### Prompt:
Please find every line in the records below that contains the word "dropped", and copy it.

------------------------------------------------

impl Stage {
    /// All stages, each listed after its dependencies
    pub const ALL: [Stage; 10] = [
        Stage::WeightPercentiles,
        Stage::WeightPerception,
        Stage::CalorieAwareness,
        Stage::Classified,
        Stage::Scored,
        Stage::PerceptionByGender,
        Stage::AwarenessByIncome,
        Stage::AlignmentByGender,
        Stage::ComfortFoodByGender,
        Stage::ComfortFoodDetail,
    ];

    pub fn as_str(&self) -> &'static str {
        match self {
            Stage::WeightPercentiles => "weight_percentiles",
            Stage::WeightPerception => "weight_perception",
            Stage::CalorieAwareness => "calorie_awareness",
            Stage::Classified => "classified",
            Stage::Scored => "scored",
            Stage::PerceptionByGender => "perception_by_gender",
            Stage::AwarenessByIncome => "awareness_by_income",
            Stage::AlignmentByGender => "alignment_by_gender",
            Stage::ComfortFoodByGender => "comfort_food_by_gender",
            Stage::ComfortFoodDetail => "comfort_food_detail",
        }
    }

    /// Stages whose output this stage reads. Raw inputs are not stages.
    pub fn dependencies(&self) -> &'static [Stage] {
        match self {
            Stage::WeightPercentiles | Stage::CalorieAwareness => &[],
            Stage::WeightPerception => &[Stage::WeightPercentiles],
            Stage::Classified => &[Stage::WeightPerception, Stage::CalorieAwareness],
            Stage::Scored => &[Stage::Classified],
            Stage::PerceptionByGender
            | Stage::AwarenessByIncome
            | Stage::AlignmentByGender
            | Stage::ComfortFoodByGender
            | Stage::ComfortFoodDetail => &[Stage::Scored],
        }
    }

    /// Whether the stage also reads the comfort-food dataset
    pub fn reads_comfort_foods(&self) -> bool {
        matches!(self, Stage::ComfortFoodByGender | Stage::ComfortFoodDetail)
    }

    /// Output columns. Respondent-level stages also carry every covariate
    /// column of the input.
    pub fn columns(&self) -> &'static [&'static str] {
        static SCORED: [&str; 25] = [
            "id",
            "gender",
            "weight",
            "self_perception_weight",
            "guessed_calories_chicken_wrap",
            "guessed_calories_scone",
            "guessed_calories_tortilla",
            "guessed_calories_turkey_sandwich",
            "guessed_calories_waffle",
            "income",
            "healthy_feeling",
            "perceived_category",
            "actual_category",
            "perception_accuracy",
            "chicken_wrap_proximity",
            "scone_proximity",
            "tortilla_proximity",
            "turkey_sandwich_proximity",
            "waffle_proximity",
            "calorie_awareness_score",
            "awareness_level",
            "awareness_level_score",
            "perception_level_score",
            "score_difference",
            "alignment_level",
        ];

        match self {
            Stage::WeightPercentiles => &["gender", "p25", "p75", "p90", "sample_size"],
            Stage::WeightPerception => &[
                "id",
                "gender",
                "weight",
                "perceived_category",
                "actual_category",
                "perception_accuracy",
            ],
            Stage::CalorieAwareness => &[
                "id",
                "chicken_wrap_proximity",
                "scone_proximity",
                "tortilla_proximity",
                "turkey_sandwich_proximity",
                "waffle_proximity",
                "calorie_awareness_score",
                "awareness_level",
            ],
            Stage::Classified => &SCORED[..21],
            Stage::Scored => &SCORED,
            Stage::PerceptionByGender => &[
                "gender",
                "perception_accuracy",
                "count",
                "avg_awareness_score",
                "gender_avg_of_bracket_means",
                "deviation_from_gender_avg",
            ],
            Stage::AwarenessByIncome => &["income", "count", "avg_awareness_score"],
            Stage::AlignmentByGender => &["gender", "alignment_level", "count", "proportion"],
            Stage::ComfortFoodByGender => &[
                "gender",
                "comfort_food_mapped",
                "count",
                "avg_healthy_feeling",
                "popularity_rank",
            ],
            Stage::ComfortFoodDetail => &[
                "id",
                "gender",
                "income",
                "income_group",
                "comfort_food",
                "comfort_food_mapped",
                "healthy_feeling",
                "calorie_awareness_score",
                "awareness_level",
                "perception_accuracy",
                "alignment_level",
            ],
        }
    }
}

impl fmt::Display for Stage {
    fn fmt(&self, f: &mut fmt::Formatter<'_>) -> fmt::Result {
        f.write_str(self.as_str())
    }
}

impl FromStr for Stage {
    type Err = PipelineError;

    fn from_str(s: &str) -> Result<Self, Self::Err> {
        Stage::ALL
            .iter()
            .copied()
            .find(|stage| stage.as_str() == s)
            .ok_or_else(|| PipelineError::InvalidValue(format!("unknown stage: {s}")))
    }
}

/// Borrowed rows of one stage
#[derive(Debug, Clone, Copy)]
pub enum Table<'a> {
    WeightPercentiles(&'a [WeightPercentiles]),
    WeightPerception(&'a [WeightPerception]),
    CalorieAwareness(&'a [CalorieAwareness]),
    Classified(&'a [ClassifiedRecord]),
    Scored(&'a [ScoredRecord]),
    PerceptionByGender(&'a [PerceptionAwarenessRow]),
    AwarenessByIncome(&'a [IncomeAwarenessRow]),
    AlignmentByGender(&'a [AlignmentRow]),
    ComfortFoodByGender(&'a [ComfortFoodRankRow]),
    ComfortFoodDetail(&'a [ComfortFoodDetailRow]),
}

macro_rules! with_rows {
    ($table:expr, $rows:ident => $body:expr) => {
        match $table {
            Table::WeightPercentiles($rows) => $body,
            Table::WeightPerception($rows) => $body,
            Table::CalorieAwareness($rows) => $body,
            Table::Classified($rows) => $body,
            Table::Scored($rows) => $body,
            Table::PerceptionByGender($rows) => $body,
            Table::AwarenessByIncome($rows) => $body,
            Table::AlignmentByGender($rows) => $body,
            Table::ComfortFoodByGender($rows) => $body,
            Table::ComfortFoodDetail($rows) => $body,
        }
    };
}

impl Table<'_> {
    pub fn len(&self) -> usize {
        with_rows!(self, rows => rows.len())
    }

    pub fn is_empty(&self) -> bool {
        self.len() == 0
    }

    /// Each row serialized on its own line
    pub fn to_json_lines(&self) -> Result<Vec<String>, serde_json::Error> {
        with_rows!(self, rows => rows.iter().map(serde_json::to_string).collect())
    }
}

impl Serialize for Table<'_> {
    fn serialize<S: Serializer>(&self, serializer: S) -> Result<S::Ok, S::Error> {
        with_rows!(self, rows => rows.serialize(serializer))
    }
}

/// Every stage of one run, fully materialized
#[derive(Debug, Clone)]
pub struct PipelineSnapshot {
    pub respondent_count: usize,
    pub comfort_food_count: usize,
    pub weight_percentiles: Vec<WeightPercentiles>,
    pub weight_perception: Vec<WeightPerception>,
    pub calorie_awareness: Vec<CalorieAwareness>,
    pub classified: Vec<ClassifiedRecord>,
    pub scored: Vec<ScoredRecord>,
    pub perception_by_gender: Vec<PerceptionAwarenessRow>,
    pub awareness_by_income: Vec<IncomeAwarenessRow>,
    pub alignment_by_gender: Vec<AlignmentRow>,
    pub comfort_food_by_gender: Vec<ComfortFoodRankRow>,
    pub comfort_food_detail: Vec<ComfortFoodDetailRow>,
}

impl PipelineSnapshot {
    pub fn table(&self, stage: Stage) -> Table<'_> {
        match stage {
            Stage::WeightPercentiles => Table::WeightPercentiles(&self.weight_percentiles),
            Stage::WeightPerception => Table::WeightPerception(&self.weight_perception),
            Stage::CalorieAwareness => Table::CalorieAwareness(&self.calorie_awareness),
            Stage::Classified => Table::Classified(&self.classified),
            Stage::Scored => Table::Scored(&self.scored),
            Stage::PerceptionByGender => Table::PerceptionByGender(&self.perception_by_gender),
            Stage::AwarenessByIncome => Table::AwarenessByIncome(&self.awareness_by_income),
            Stage::AlignmentByGender => Table::AlignmentByGender(&self.alignment_by_gender),
            Stage::ComfortFoodByGender => Table::ComfortFoodByGender(&self.comfort_food_by_gender),
            Stage::ComfortFoodDetail => Table::ComfortFoodDetail(&self.comfort_food_detail),
        }
    }

    /// A stage's rows as a JSON array
    pub fn table_value(&self, stage: Stage) -> Result<serde_json::Value, PipelineError> {
        Ok(serde_json::to_value(self.table(stage))?)
    }
}

/// Batch runner for the full stage graph
#[derive(Debug, Clone, Default)]
pub struct InsightsPipeline {
    parallel: bool,
}

impl InsightsPipeline {
    /// Create a sequential pipeline
    pub fn new() -> Self {
        Self::default()
    }

    pub fn from_config(config: &PipelineConfig) -> Self {
        Self {
            parallel: config.parallel,
        }
    }

    /// Classify and score on the rayon thread pool. Output order is unchanged.
    pub fn with_parallel(mut self, parallel: bool) -> Self {
        self.parallel = parallel;
        self
    }

    /// Parse both datasets, then run. Structural input problems abort before
    /// any classification.
    pub fn run_from_str(
        &self,
        respondents: &str,
        comfort_foods: &str,
        format: InputFormat,
    ) -> Result<PipelineSnapshot, PipelineError> {
        let respondents = DatasetAdapter::parse_respondents(respondents, format)?;
        let comfort_foods = DatasetAdapter::parse_comfort_foods(comfort_foods, format)?;
        self.run(&respondents, &comfort_foods)
    }

    /// Run every stage over typed records
    pub fn run(
        &self,
        respondents: &[RespondentRecord],
        comfort_foods: &[ComfortFoodEntry],
    ) -> Result<PipelineSnapshot, PipelineError> {
        check_unique_ids(respondents)?;
        info!(
            respondents = respondents.len(),
            comfort_foods = comfort_foods.len(),
            parallel = self.parallel,
            "starting pipeline run"
        );

        // Stage 1: reference cutpoints, read-only from here on
        let percentiles = WeightPercentileTable::compute(respondents);
        debug!(stage = %Stage::WeightPercentiles, rows = percentiles.rows().len());

        // Stage 2: independent per-record classification
        let classifier = Classifier::new(&percentiles);
        let weight_perception = classifier.weight_perception(respondents, self.parallel);
        debug!(stage = %Stage::WeightPerception, rows = weight_perception.len());
        let calorie_awareness = calorie_awareness(respondents, self.parallel);
        debug!(stage = %Stage::CalorieAwareness, rows = calorie_awareness.len());

        // Stage 3: join on id
        let classified = Classifier::join(respondents, &weight_perception, &calorie_awareness);
        debug!(
            stage = %Stage::Classified,
            rows = classified.len(),
            dropped = respondents.len() - classified.len()
        );

        // Stage 4: alignment scoring
        let scored = Scorer::score_all(&classified, self.parallel);
        debug!(
            stage = %Stage::Scored,
            rows = scored.len(),
            dropped = classified.len() - scored.len()
        );

        // Stage 5: aggregates over the complete scored table
        let snapshot = PipelineSnapshot {
            respondent_count: respondents.len(),
            comfort_food_count: comfort_foods.len(),
            weight_percentiles: percentiles.rows(),
            perception_by_gender: aggregator::perception_by_gender(&scored),
            awareness_by_income: aggregator::awareness_by_income(&scored),
            alignment_by_gender: aggregator::alignment_by_gender(&scored),
            comfort_food_by_gender: aggregator::comfort_food_by_gender(&scored, comfort_foods),
            comfort_food_detail: aggregator::comfort_food_detail(&scored, comfort_foods),
            weight_perception,
            calorie_awareness,
            classified,
            scored,
        };

        info!(
            classified = snapshot.classified.len(),
            scored = snapshot.scored.len(),
            "pipeline run complete"
        );
        Ok(snapshot)
    }
}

------------------------------------------------

### Answer area:
            dropped = respondents.len() - classified.len()
            dropped = classified.len() - scored.len()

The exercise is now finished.